Giulietta Simionato (Orfeo), Sena Jurinac (Euridice), Graziella Sciutti (l’Amore), Chœurs de l’Opéra de Vienne, Orchestre Philharmonique de Vienne, Herbert von Karajan (direction)
Enregistré à Salzbourg (1959) – 82’16
Coffret de deux disques Opera d’Oro OPD-1312 (distribué par DistrArt) – Présentation en anglais





Juan Diego Flórez (Orphée), Ainoha Garmendia (Eurydice), Alessandra Marianelli (l’Amour), Chœurs de l’Opéra de Madrid, Orchestre Symphonique de Madrid, Jesus López-Cobos (direction)

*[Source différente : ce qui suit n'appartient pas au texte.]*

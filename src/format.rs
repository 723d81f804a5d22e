//! Turning format arguments into log lines.
//!
//! [`render`] is the normal path: a heap line with a byte budget, failing
//! instead of aborting when memory cannot be reserved. [`LineBuf`] is the
//! allocation-free path used when that fails and by the fatal path.
//! [`printf`] formats C-style format strings over typed [`Arg`]s for callers
//! that still carry printf formats around.

use core::fmt::{self, Arguments};
use core::iter::Peekable;
use core::str::Chars;

use crate::Error;

struct Bounded {
    out: String,
    limit: usize,
    err: Option<Error>,
}

impl Bounded {
    const fn new(limit: usize) -> Self {
        Self {
            out: String::new(),
            limit,
            err: None,
        }
    }

    fn push(&mut self, s: &str) -> Result<(), Error> {
        if self.out.len() + s.len() > self.limit {
            return Err(Error::Capacity { limit: self.limit });
        }
        self.out.try_reserve(s.len()).map_err(|_| Error::Alloc)?;
        self.out.push_str(s);
        Ok(())
    }

    fn fill(&mut self, c: char, n: usize) -> Result<(), Error> {
        let mut tmp = [0u8; 4];
        let c = c.encode_utf8(&mut tmp);
        for _ in 0..n {
            self.push(c)?;
        }
        Ok(())
    }
}

impl fmt::Write for Bounded {
    fn write_str(&mut self, s: &str) -> fmt::Result {
        self.push(s).map_err(|e| {
            self.err = Some(e);
            fmt::Error
        })
    }
}

/// Render `args` into a new string of at most `limit` bytes.
///
/// # Errors
/// [`Error::Capacity`] when the text is longer than `limit`, [`Error::Alloc`]
/// when the buffer cannot grow, [`Error::Fmt`] when a `Display` impl fails.
pub fn render(args: Arguments, limit: usize) -> Result<String, Error> {
    let mut w = Bounded::new(limit);
    match fmt::write(&mut w, args) {
        Ok(()) => Ok(w.out),
        Err(_) => Err(w.err.unwrap_or(Error::Fmt)),
    }
}

/// Fixed-capacity line on the stack.
///
/// Writes never fail: once the buffer is full the rest of the text is dropped,
/// cutting on a char boundary so the content stays valid UTF-8.
pub struct LineBuf<const N: usize> {
    buf: [u8; N],
    len: usize,
    full: bool,
}

impl<const N: usize> LineBuf<N> {
    /// Empty buffer.
    #[must_use]
    pub const fn new() -> Self {
        Self {
            buf: [0; N],
            len: 0,
            full: false,
        }
    }

    /// Bytes written so far.
    #[must_use]
    pub const fn len(&self) -> usize {
        self.len
    }

    /// `true` when nothing was written.
    #[must_use]
    pub const fn is_empty(&self) -> bool {
        self.len == 0
    }

    /// `true` once some text had to be dropped.
    #[must_use]
    pub const fn truncated(&self) -> bool {
        self.full
    }

    /// The text written so far.
    #[must_use]
    pub fn as_str(&self) -> &str {
        core::str::from_utf8(&self.buf[..self.len]).unwrap_or_default()
    }
}

impl<const N: usize> Default for LineBuf<N> {
    fn default() -> Self {
        Self::new()
    }
}

impl<const N: usize> fmt::Write for LineBuf<N> {
    fn write_str(&mut self, s: &str) -> fmt::Result {
        if self.full {
            return Ok(());
        }
        let room = N - self.len;
        let mut take = s.len().min(room);
        while !s.is_char_boundary(take) {
            take -= 1;
        }
        self.buf[self.len..self.len + take].copy_from_slice(&s.as_bytes()[..take]);
        self.len += take;
        if take < s.len() {
            self.full = true;
        }
        Ok(())
    }
}

impl<const N: usize> fmt::Display for LineBuf<N> {
    fn fmt(&self, f: &mut fmt::Formatter<'_>) -> fmt::Result {
        f.write_str(self.as_str())
    }
}

impl<const N: usize> fmt::Debug for LineBuf<N> {
    fn fmt(&self, f: &mut fmt::Formatter<'_>) -> fmt::Result {
        fmt::Debug::fmt(self.as_str(), f)
    }
}

// ===== printf compatibility =====

/// A printf argument.
#[derive(Copy, Clone, Debug, PartialEq, Eq)]
pub enum Arg<'a> {
    /// `%s`
    Str(&'a str),
    /// `%d`, `%i`
    Int(i64),
    /// `%u`, `%x`, `%X`, `%o`
    Uint(u64),
    /// `%c`
    Char(char),
    /// `%p`
    Ptr(usize),
}

impl<'a> From<&'a str> for Arg<'a> {
    fn from(s: &'a str) -> Self {
        Self::Str(s)
    }
}
impl<'a> From<&'a String> for Arg<'a> {
    fn from(s: &'a String) -> Self {
        Self::Str(s.as_str())
    }
}
impl From<char> for Arg<'_> {
    fn from(c: char) -> Self {
        Self::Char(c)
    }
}
macro_rules! arg_from_signed { ($($t:ty),*) => { $(impl From<$t> for Arg<'_> { fn from(v: $t) -> Self { Self::Int(i64::from(v)) } })* } }
macro_rules! arg_from_unsigned { ($($t:ty),*) => { $(impl From<$t> for Arg<'_> { fn from(v: $t) -> Self { Self::Uint(u64::from(v)) } })* } }
arg_from_signed!(i8, i16, i32, i64);
arg_from_unsigned!(u8, u16, u32, u64);
impl From<usize> for Arg<'_> {
    fn from(v: usize) -> Self {
        Self::Uint(v as u64)
    }
}
impl From<isize> for Arg<'_> {
    fn from(v: isize) -> Self {
        Self::Int(v as i64)
    }
}

#[derive(Default)]
struct Spec {
    left: bool,
    zero: bool,
    width: usize,
    precision: Option<usize>,
}

fn pad(out: &mut Bounded, body: &str, spec: &Spec, numeric: bool) -> Result<(), Error> {
    let n = body.chars().count();
    if n >= spec.width {
        return out.push(body);
    }
    let fill = spec.width - n;
    if spec.left {
        out.push(body)?;
        out.fill(' ', fill)
    } else if spec.zero && numeric {
        let (sign, digits) = match body.strip_prefix('-') {
            Some(rest) => ("-", rest),
            None => ("", body),
        };
        out.push(sign)?;
        out.fill('0', fill)?;
        out.push(digits)
    } else {
        out.fill(' ', fill)?;
        out.push(body)
    }
}

fn min_digits(body: String, precision: Option<usize>) -> String {
    match precision {
        Some(p) => {
            let (sign, digits) = match body.strip_prefix('-') {
                Some(rest) => ("-", rest),
                None => ("", body.as_str()),
            };
            if digits.len() >= p {
                return body;
            }
            format!("{sign}{}{digits}", "0".repeat(p - digits.len()))
        }
        None => body,
    }
}

/// Decimal field of a conversion; anything wider than `limit` cannot fit the
/// line.
fn field(chars: &mut Peekable<Chars<'_>>, limit: usize) -> Result<usize, Error> {
    let mut n = 0usize;
    while let Some(d) = chars.peek().and_then(|c| c.to_digit(10)) {
        n = n
            .checked_mul(10)
            .and_then(|n| n.checked_add(d as usize))
            .filter(|n| *n <= limit)
            .ok_or(Error::Capacity { limit })?;
        chars.next();
    }
    Ok(n)
}

/// Format a C-style format string into at most `limit` bytes.
///
/// Supports `%s %d %i %u %x %X %o %c %p %%`, the `-` and `0` flags, a width,
/// a precision, and the `h hh l ll z j t q` length modifiers (ignored).
///
/// # Errors
/// Returns an error on an unsupported conversion, a missing argument, an
/// argument whose kind does not match its conversion, or a format that ends
/// inside a conversion. [`Error::Capacity`] when a width or precision, or the
/// output, is larger than `limit`; [`Error::Alloc`] when the output cannot
/// grow.
pub fn printf(fmt: &str, args: &[Arg], limit: usize) -> Result<String, Error> {
    let mut out = Bounded::new(limit);
    let mut next = 0usize;
    let mut chars = fmt.chars().peekable();
    let mut tmp = [0u8; 4];

    while let Some(c) = chars.next() {
        if c != '%' {
            out.push(c.encode_utf8(&mut tmp))?;
            continue;
        }
        let mut spec = Spec::default();
        loop {
            match chars.peek() {
                Some('-') => spec.left = true,
                Some('0') => spec.zero = true,
                _ => break,
            }
            chars.next();
        }
        spec.width = field(&mut chars, limit)?;
        if chars.peek() == Some(&'.') {
            chars.next();
            spec.precision = Some(field(&mut chars, limit)?);
        }
        while matches!(chars.peek(), Some('h' | 'l' | 'z' | 'j' | 't' | 'q')) {
            chars.next();
        }
        let conv = chars.next().ok_or(Error::Truncated)?;
        if conv == '%' {
            out.push("%")?;
            continue;
        }
        let index = next;
        let arg = *args.get(index).ok_or(Error::MissingArgument(index))?;
        next += 1;
        let mismatch = Error::ArgumentType {
            index,
            directive: conv,
        };
        match conv {
            's' => {
                let Arg::Str(s) = arg else { return Err(mismatch) };
                let s = match spec.precision {
                    Some(p) => s.char_indices().nth(p).map_or(s, |(i, _)| &s[..i]),
                    None => s,
                };
                pad(&mut out, s, &spec, false)?;
            }
            'd' | 'i' => {
                let body = match arg {
                    Arg::Int(v) => v.to_string(),
                    Arg::Uint(v) => v.to_string(),
                    _ => return Err(mismatch),
                };
                pad(&mut out, &min_digits(body, spec.precision), &spec, true)?;
            }
            'u' | 'x' | 'X' | 'o' => {
                let v = match arg {
                    Arg::Uint(v) => v,
                    #[allow(clippy::cast_sign_loss)]
                    Arg::Int(v) => v as u64,
                    _ => return Err(mismatch),
                };
                let body = match conv {
                    'u' => v.to_string(),
                    'x' => format!("{v:x}"),
                    'X' => format!("{v:X}"),
                    _ => format!("{v:o}"),
                };
                pad(&mut out, &min_digits(body, spec.precision), &spec, true)?;
            }
            'c' => {
                let ch = match arg {
                    Arg::Char(ch) => ch,
                    Arg::Int(v) => u8::try_from(v).map_err(|_| mismatch.clone())? as char,
                    Arg::Uint(v) => u8::try_from(v).map_err(|_| mismatch.clone())? as char,
                    _ => return Err(mismatch),
                };
                let mut tmp = [0u8; 4];
                pad(&mut out, ch.encode_utf8(&mut tmp), &spec, false)?;
            }
            'p' => {
                let v = match arg {
                    Arg::Ptr(v) => v as u64,
                    Arg::Uint(v) => v,
                    _ => return Err(mismatch),
                };
                pad(&mut out, &format!("{v:#x}"), &spec, false)?;
            }
            other => return Err(Error::Directive(other)),
        }
    }
    Ok(out.out)
}
//! Process-name hashing for the per-process color.

/// djb2 string hash (`hash * 33 + byte`, seeded with 5381), wrapping at 64 bits.
///
/// Bytes are taken as unsigned. C versions that read the name through a
/// signed `char` sign-extend bytes of 0x80 and above, so non-ASCII names may
/// hash differently there; the role names are plain ASCII.
#[must_use]
pub fn djb2(s: &str) -> u64 {
    s.bytes().fold(5381u64, |hash, b| {
        hash.wrapping_shl(5).wrapping_add(hash).wrapping_add(u64::from(b))
    })
}

/// 256-color palette index for a process name.
#[must_use]
pub fn color256(name: &str) -> u8 {
    (djb2(name) % 256) as u8
}

#[cfg(test)]
mod tests {
    use super::*;

    #[test]
    fn djb2_known_values() {
        assert_eq!(djb2(""), 5381);
        assert_eq!(djb2("a"), 177_670);
        assert_eq!(djb2("b"), 177_671);
        assert_eq!(djb2("parent"), 6_953_891_550_095);
        // 0xc3 0xa9, added as unsigned bytes
        assert_eq!(djb2("\u{e9}"), 5_866_513);
    }

    #[test]
    fn colors_are_stable_per_name() {
        assert_eq!(color256("parent"), 143);
        assert_eq!(color256("control"), 230);
        assert_eq!(color256("ca"), 105);
        assert_eq!(color256("ikev2"), 166);
        assert_eq!(color256("ikev2"), color256("ikev2"));
    }
}
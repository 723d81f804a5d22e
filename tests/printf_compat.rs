mod helpers;
use helpers::*;
use proclog::{Arg, Facility, Priority};

#[test]
fn logit_printf_formats_arguments() {
    let (lg, console, _s) = capture();
    lg.init(true, Facility::Daemon);
    lg.logit_printf(
        Priority::Info,
        "%s: spi 0x%08x len %zu",
        &["pfkey_reply".into(), 0xbeefu32.into(), 31usize.into()],
    );
    assert_eq!(console.lines(), ["pfkey_reply: spi 0x0000beef len 31"]);
}

#[test]
fn mismatched_printf_falls_back_to_raw_format() {
    let (lg, _console, syslog) = capture();
    lg.init(false, Facility::Daemon);
    lg.logit_printf(Priority::Error, "peer %s id %d", &[Arg::Int(3)]);
    assert_eq!(
        syslog.entries(),
        vec![(Priority::Error, "peer %s id %d".to_owned())]
    );
}

#[test]
fn overflowing_width_falls_back_to_raw_format() {
    let (lg, _console, syslog) = capture();
    lg.init(false, Facility::Daemon);
    lg.logit_printf(Priority::Info, "%99999999999999999999d", &[Arg::Int(1)]);
    assert_eq!(
        syslog.entries(),
        vec![(Priority::Info, "%99999999999999999999d".to_owned())]
    );
}

#[test]
fn width_beyond_line_budget_falls_back_to_raw_format() {
    let (lg, _console, syslog) = capture();
    lg.init(false, Facility::Daemon);
    lg.logit_printf(Priority::Info, "%4611686018427387904s", &["x".into()]);
    lg.set_line_limit(16);
    lg.logit_printf(Priority::Info, "[%20d]", &[Arg::Int(7)]);
    assert_eq!(
        syslog.entries(),
        vec![
            (Priority::Info, "%4611686018427387904s".to_owned()),
            (Priority::Info, "[%20d]".to_owned()),
        ]
    );
}
#![allow(dead_code)]

use std::io::{self, Write};
use std::sync::{Arc, Mutex, OnceLock};

use proclog::{Facility, Logger, Priority, Syslog};

// Global lock to serialize tests that touch process-wide state (env, global logger)
pub fn test_lock() -> &'static Mutex<()> {
    static L: OnceLock<Mutex<()>> = OnceLock::new();
    L.get_or_init(|| Mutex::new(()))
}

/// In-memory console sink
#[derive(Clone, Default)]
pub struct Mem(pub Arc<Mutex<Vec<u8>>>);
impl Write for Mem {
    fn write(&mut self, bytes: &[u8]) -> io::Result<usize> {
        self.0.lock().unwrap().extend_from_slice(bytes);
        Ok(bytes.len())
    }
    fn flush(&mut self) -> io::Result<()> {
        Ok(())
    }
}
impl Mem {
    pub fn text(&self) -> String {
        String::from_utf8(self.0.lock().unwrap().clone()).unwrap()
    }
    pub fn lines(&self) -> Vec<String> {
        self.text()
            .lines()
            .map(std::string::ToString::to_string)
            .collect()
    }
    pub fn clear(&self) {
        self.0.lock().unwrap().clear();
    }
}

#[derive(Debug, Default)]
pub struct SyslogRecord {
    pub opened: Option<(String, Facility)>,
    pub entries: Vec<(Priority, String)>,
}

/// In-memory system log
#[derive(Clone, Default)]
pub struct MemSyslog(pub Arc<Mutex<SyslogRecord>>);
impl Syslog for MemSyslog {
    fn open(&mut self, ident: &str, facility: Facility) {
        self.0.lock().unwrap().opened = Some((ident.to_owned(), facility));
    }
    fn send(&mut self, priority: Priority, message: &str) {
        self.0
            .lock()
            .unwrap()
            .entries
            .push((priority, message.to_owned()));
    }
}
impl MemSyslog {
    pub fn entries(&self) -> Vec<(Priority, String)> {
        self.0.lock().unwrap().entries.clone()
    }
    pub fn opened(&self) -> Option<(String, Facility)> {
        self.0.lock().unwrap().opened.clone()
    }
}

/// Logger wired to memory sinks
pub fn capture() -> (Logger, Mem, MemSyslog) {
    let console = Mem::default();
    let syslog = MemSyslog::default();
    let lg = Logger::builder()
        .console(Box::new(console.clone()))
        .syslog(Box::new(syslog.clone()))
        .build();
    (lg, console, syslog)
}
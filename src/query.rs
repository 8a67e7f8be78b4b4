//! Per-lookup session state and request building.
//!
//! A [`Query`] carries everything one lookup mutates: the server specifier,
//! the resolved transport target, the handler identity and the errors
//! accumulated along the way. [`Request::build`] turns a server specifier
//! and a query text into a transport-ready request.

use crate::config::ClientConfig;
use crate::error::WhoisError;
use crate::result::ServerRecord;
use crate::util::CallerIdentity;

const HTTP_PREFIX: &str = "http://";
const HTTPS_PREFIX: &str = "https://";
const RWHOIS_PREFIX: &str = "rwhois://";

/// Connection status of a session.
#[derive(Debug, Clone, Copy, PartialEq, Eq, Default)]
pub enum Status {
    /// Nothing attempted yet.
    #[default]
    Unset,
    /// A connection attempt is in progress.
    Ready,
    /// The last connection attempt succeeded.
    Ok,
    /// The last attempt failed, or no server is configured.
    Error,
}

/// How a request reaches its authority.
#[derive(Debug, Clone, PartialEq, Eq)]
pub enum Transport {
    /// One CRLF-terminated line over TCP, read until the peer closes.
    Socket {
        /// Host to connect to.
        host: String,
        /// Port to connect to.
        port: u16,
    },
    /// HTTP(S) GET of an HTML page.
    Http {
        /// Full URL including the substituted query string.
        url: String,
    },
}

/// A transport-ready request.
#[derive(Debug, Clone, PartialEq, Eq)]
pub struct Request {
    /// Where and how to send it.
    pub transport: Transport,
    /// Server as recorded in the result (host, or URL without query).
    pub server: String,
    /// Argument sent to the authority.
    pub args: String,
    /// Port recorded in the result.
    pub port: u16,
}

impl Request {
    /// Builds a request for `query` against `server`.
    ///
    /// `server` may be `host`, `host:port`, `rwhois://host:port`,
    /// `host?template` or an `http(s)://` URL with an optional `?template`.
    /// Templates have `{query}`, `{version}`, `{ip}` and `{hname}` replaced;
    /// the caller identity is consulted only for placeholders that appear.
    #[must_use]
    pub fn build(
        server: &str,
        query: &str,
        config: &ClientConfig,
        identity: &dyn CallerIdentity,
    ) -> Self {
        let server = server.trim();

        if server.starts_with(HTTP_PREFIX) || server.starts_with(HTTPS_PREFIX) {
            let (base, template) = server.split_once('?').unwrap_or((server, ""));
            let args = if template.is_empty() {
                String::new()
            } else {
                substitute(template, query, &config.version, identity)
            };
            let url = if args.is_empty() {
                base.to_string()
            } else {
                format!("{base}?{args}")
            };
            let port = http_port(base);
            return Self {
                transport: Transport::Http { url },
                server: base.to_string(),
                args,
                port,
            };
        }

        // A leading '?' is not a template separator.
        let (host, args) = match server.find('?') {
            Some(pos) if pos > 0 => (
                server[..pos].trim(),
                substitute(server[pos + 1..].trim(), query, &config.version, identity),
            ),
            _ => (server, query.to_string()),
        };

        let host = host.strip_prefix(RWHOIS_PREFIX).unwrap_or(host);
        let (host, port) = split_port(host, config.port);

        Self {
            transport: Transport::Socket {
                host: host.to_string(),
                port,
            },
            server: host.to_string(),
            args,
            port,
        }
    }
}

/// Explicit URL port, else the scheme default.
fn http_port(base: &str) -> u16 {
    reqwest::Url::parse(base)
        .ok()
        .and_then(|url| url.port_or_known_default())
        .unwrap_or(if base.starts_with(HTTPS_PREFIX) { 443 } else { 80 })
}

fn split_port(host: &str, default_port: u16) -> (&str, u16) {
    match host.find(':') {
        Some(pos) if pos > 0 => {
            let (name, port) = (host[..pos].trim(), host[pos + 1..].trim());
            match port.parse() {
                Ok(port) => (name, port),
                Err(_) => {
                    tracing::warn!(host = %host, default_port, "Unparsable port in server specifier, using default");
                    (name, default_port)
                }
            }
        }
        _ => (host, default_port),
    }
}

/// Replaces every placeholder in `template`.
///
/// `{ip}` and `{hname}` are resolved only when present; reverse DNS is slow.
pub fn substitute(
    template: &str,
    query: &str,
    version: &str,
    identity: &dyn CallerIdentity,
) -> String {
    let mut args = template
        .replace("{query}", query)
        .replace("{version}", version);

    let wants_ip = args.contains("{ip}");
    let wants_hname = args.contains("{hname}");
    if wants_ip || wants_hname {
        let ip = identity.ip();
        if wants_ip {
            args = args.replace("{ip}", &ip);
        }
        if wants_hname {
            args = args.replace("{hname}", &identity.hostname(&ip));
        }
    }
    args
}

/// Mutable state for one logical lookup.
///
/// Created per top-level call and owned by it; never share one between
/// concurrent lookups.
#[derive(Debug, Default)]
pub struct Query {
    /// Text being looked up.
    pub text: String,
    /// Server specifier; `None` until one is resolved.
    pub server: Option<String>,
    /// Handler identity for the current authority.
    pub handler: Option<String>,
    /// Lookup-type tag, copied into the result.
    pub kind: Option<String>,
    /// The request most recently built from this session.
    pub request: Option<Request>,
    /// Connection status.
    pub status: Status,
    /// Errors accumulated so far.
    pub errors: Vec<WhoisError>,
}

impl Query {
    /// Creates a session whose server is resolved from the server table.
    #[must_use]
    pub fn new(text: impl Into<String>) -> Self {
        Self {
            text: text.into(),
            ..Self::default()
        }
    }

    /// Creates a session against an explicit server specifier.
    #[must_use]
    pub fn with_server(text: impl Into<String>, server: impl Into<String>) -> Self {
        Self {
            text: text.into(),
            server: Some(server.into()),
            ..Self::default()
        }
    }

    /// Sets the handler identity.
    #[must_use]
    pub fn with_handler(mut self, handler: impl Into<String>) -> Self {
        self.handler = Some(handler.into());
        self
    }

    /// Sets the lookup-type tag.
    #[must_use]
    pub fn with_kind(mut self, kind: impl Into<String>) -> Self {
        self.kind = Some(kind.into());
        self
    }

    /// Returns the bookkeeping record for the current round trip.
    ///
    /// Falls back to the query text for empty arguments and to port 43
    /// when no request was built.
    #[must_use]
    pub fn server_record(&self) -> ServerRecord {
        let (server, args, port) = self.request.as_ref().map_or_else(
            || (self.server.clone().unwrap_or_default(), String::new(), 0),
            |r| (r.server.clone(), r.args.clone(), r.port),
        );
        ServerRecord {
            server,
            args: if args.is_empty() { self.text.clone() } else { args },
            port: if port == 0 { crate::config::DEFAULT_PORT } else { port },
        }
    }

    /// Error messages accumulated so far.
    #[must_use]
    pub fn error_messages(&self) -> Vec<String> {
        self.errors.iter().map(ToString::to_string).collect()
    }
}

#[cfg(test)]
mod tests {
    use super::*;
    use crate::util::tests::CountingIdentity;

    fn build(server: &str, query: &str) -> (Request, CountingIdentity) {
        let identity = CountingIdentity::default();
        let config = ClientConfig::new().with_version("test-1.0");
        (Request::build(server, query, &config, &identity), identity)
    }

    #[test]
    fn plain_host_uses_default_port_and_raw_query() {
        let (r, _) = build("whois.example.net", "example.net");
        assert_eq!(
            r.transport,
            Transport::Socket {
                host: "whois.example.net".into(),
                port: 43
            }
        );
        assert_eq!(r.args, "example.net");
        assert_eq!(r.server, "whois.example.net");
    }

    #[test]
    fn explicit_port_and_rwhois_prefix() {
        let (r, _) = build("rwhois://rwhois.example.net:4321", "192.0.2.1");
        assert_eq!(
            r.transport,
            Transport::Socket {
                host: "rwhois.example.net".into(),
                port: 4321
            }
        );
        assert_eq!(r.port, 4321);
    }

    #[test]
    fn bad_port_falls_back_to_default() {
        let (r, _) = build("whois.example.net:http", "x");
        assert_eq!(r.port, 43);
        assert_eq!(r.server, "whois.example.net");
    }

    #[test]
    fn template_replaces_every_occurrence() {
        let (r, identity) = build("whois.example.net?{query} {version} {ip} {query}", "example.org");
        assert_eq!(r.args, "example.org test-1.0 192.0.2.7 example.org");
        assert_eq!(r.server, "whois.example.net");
        assert_eq!(identity.ip_calls(), 1);
        assert_eq!(identity.hostname_calls(), 0);
    }

    #[test]
    fn hostname_resolved_only_when_referenced() {
        let (r, identity) = build("whois.example.net?-V {version} {hname} {query}", "x");
        assert_eq!(r.args, "-V test-1.0 client.example.test x");
        assert_eq!(identity.hostname_calls(), 1);

        let (_, identity) = build("whois.example.net?{query}", "x");
        assert_eq!(identity.ip_calls(), 0);
        assert_eq!(identity.hostname_calls(), 0);
    }

    #[test]
    fn leading_question_mark_is_not_a_template() {
        let (r, _) = build("?odd", "x");
        assert_eq!(r.args, "x");
    }

    #[test]
    fn http_specifier_builds_url() {
        let (r, _) = build("https://gw.example.net/whois?domain={query}", "example.io");
        assert_eq!(
            r.transport,
            Transport::Http {
                url: "https://gw.example.net/whois?domain=example.io".into()
            }
        );
        assert_eq!(r.server, "https://gw.example.net/whois");
        assert_eq!(r.args, "domain=example.io");
        assert_eq!(r.port, 443);

        let (r, _) = build("http://gw.example.net/lookup", "example.io");
        assert_eq!(
            r.transport,
            Transport::Http {
                url: "http://gw.example.net/lookup".into()
            }
        );
        assert_eq!(r.port, 80);
    }

    #[test]
    fn http_specifier_records_explicit_port() {
        let (r, _) = build("https://gw.example.net:8443/whois?q={query}", "example.io");
        assert_eq!(r.server, "https://gw.example.net:8443/whois");
        assert_eq!(r.port, 8443);

        let (r, _) = build("http://127.0.0.1:8080/w", "example.io");
        assert_eq!(r.port, 8080);
    }

    #[test]
    fn server_record_falls_back_to_query_and_port() {
        let q = Query::with_server("example.net", "whois.example.net");
        let record = q.server_record();
        assert_eq!(record.server, "whois.example.net");
        assert_eq!(record.args, "example.net");
        assert_eq!(record.port, 43);
    }
}
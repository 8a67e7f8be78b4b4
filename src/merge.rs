//! Structural merge of handler output trees.
//!
//! `base` is authoritative: `incoming` only fills gaps and refines fields
//! with non-empty values. Name-server lists are never merged, so the first
//! authority's record order survives.

use serde_json::{Map, Value};

/// Keys holding name-server lists. Never merged once present in `base`.
const NAME_SERVER_KEYS: [&str; 2] = ["nserver", "nameServer"];

/// Merges `incoming` into `base` and returns the result.
///
/// ```
/// use serde_json::json;
/// use whois_client::merge;
///
/// let base = json!({ "domain": { "name": "example.com", "status": "" } });
/// let incoming = json!({ "domain": { "name": " ", "status": "active" } });
///
/// let merged = merge(
///     base.as_object().unwrap().clone(),
///     incoming.as_object().unwrap().clone(),
/// );
/// assert_eq!(merged["domain"]["name"], "example.com");
/// assert_eq!(merged["domain"]["status"], "active");
/// ```
#[must_use]
pub fn merge(mut base: Map<String, Value>, incoming: Map<String, Value>) -> Map<String, Value> {
    for (key, value) in incoming {
        match base.get_mut(&key) {
            None => {
                base.insert(key, value);
            }
            Some(existing) => {
                if is_nested(&value) && NAME_SERVER_KEYS.contains(&key.as_str()) {
                    continue;
                }
                merge_value(existing, value);
            }
        }
    }
    base
}

fn merge_value(base: &mut Value, incoming: Value) {
    match (base, incoming) {
        (Value::Object(b), Value::Object(i)) => {
            *b = merge(std::mem::take(b), i);
        }
        (Value::Array(b), Value::Array(i)) => merge_positional(b, i),
        // Shape mismatch: only an empty base gives way.
        (b, i) if is_nested(&i) => {
            if is_empty_scalar(b) {
                *b = i;
            }
        }
        (b, i) => {
            if let Some(refined) = refine_scalar(i) {
                if !same_text(b, &refined) {
                    *b = refined;
                }
            }
        }
    }
}

/// A base string equal to the refined value up to whitespace stays as is.
fn same_text(base: &Value, refined: &Value) -> bool {
    matches!((base, refined), (Value::String(b), Value::String(r)) if b.trim() == r)
}

fn merge_positional(base: &mut Vec<Value>, incoming: Vec<Value>) {
    for (n, value) in incoming.into_iter().enumerate() {
        if n < base.len() {
            merge_value(&mut base[n], value);
        } else {
            base.push(value);
        }
    }
}

/// Trims string scalars; `None` when the value must not overwrite.
fn refine_scalar(value: Value) -> Option<Value> {
    match value {
        Value::Null => None,
        Value::String(s) => {
            let trimmed = s.trim();
            if trimmed.is_empty() {
                None
            } else {
                Some(Value::String(trimmed.to_string()))
            }
        }
        other => Some(other),
    }
}

const fn is_nested(value: &Value) -> bool {
    matches!(value, Value::Object(_) | Value::Array(_))
}

fn is_empty_scalar(value: &Value) -> bool {
    match value {
        Value::Null => true,
        Value::String(s) => s.trim().is_empty(),
        _ => false,
    }
}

Enregistré à Madrid (2008) – 104’48
Coffret de deux disques Decca 478 2197 (distribué par Universal) – Présentation et livret trilingues







Trois Orphée, sur cinquante ans : de quoi suivre l’évolution de l’interprétation du chef-d’œuvre de Gluck, même si nous entendons deux fois un ténor, dans la version française de Paris, et une mezzo, dans la version Berlioz traduite en italien. Le disque de Nicolai Gedda, enregistré dans la foulée des représentations aixoises, entra aussitôt en concurrence avec celui de Léopold Simoneau. Louis de Froment, à vrai dire, n’est pas Hans Rosbaud qui avait toujours des grands classiques une lecture très moderne pour son temps – comme un certain Pierre Monteux, maître d’œuvre pour RCA, en 1957 aussi, d’un bel Orphée de Berlioz en italien (avec la grande mezzo Risë Stevens). Cela dit, de Froment a du métier, il connaît son affaire, a un certain sens du théâtre. Les baroqueux, évidemment, pousseront des cris d’orfraie : lent, lourd, daté. Laissons-les crier : on ne va pas demander au pauvre de Froment de faire du Christie, du Gardiner ou du Minkowski. Encore une fois, ce n’est que question de pointure : cet honnête artisan n’a pas sa place dans les annales de la direction d’orchestre, à l’inverse de Monteux et de Rosbaud. Deux ans plus tard, à Salzbourg, Karajan ne s’avère pas plus avant-gardiste. Mais il est Karajan et ça change tout. La lenteur, les rubatos romantiques, l’effectif, les coupures – regardez le minutage… -, à commencer par celle de l’Ouverture ? Tout cela passe, parce que l’on sent le souffle et le pathos de la tragédie, parce que la grandeur n’est pas lourdeur, parce que le chef, à l’époque, était un des plus grands chefs de théâtre qui soit. Et l’on ne va tout de même pas se plaindre de la Philharmonie de Vienne – ces cordes-là valent bien tous les instruments d’époque ! Tant pis pour le son… Cinquante ans après, à Madrid, on attendait de Jesus López-Cobos sinon une révolution, du moins une synthèse entre la tradition et la philologie, comme nous en offrent beaucoup de chefs aujourd’hui. Il n’en est rien : à la tête d’un orchestre seulement professionnel, il fige Gluck dans un classicisme lisse et sans tension, suscitant très vite l’ennui, n’allant guère plus loin, malgré le confort moderne, que de Froment. Un Muti, dira-t-on, suit la même voie : oui, mais il n’est pas Muti, dont on se rappelle le bel Orphée de 1982 (EMI) dans la version viennoise et qu’on attend cet été à Salzbourg.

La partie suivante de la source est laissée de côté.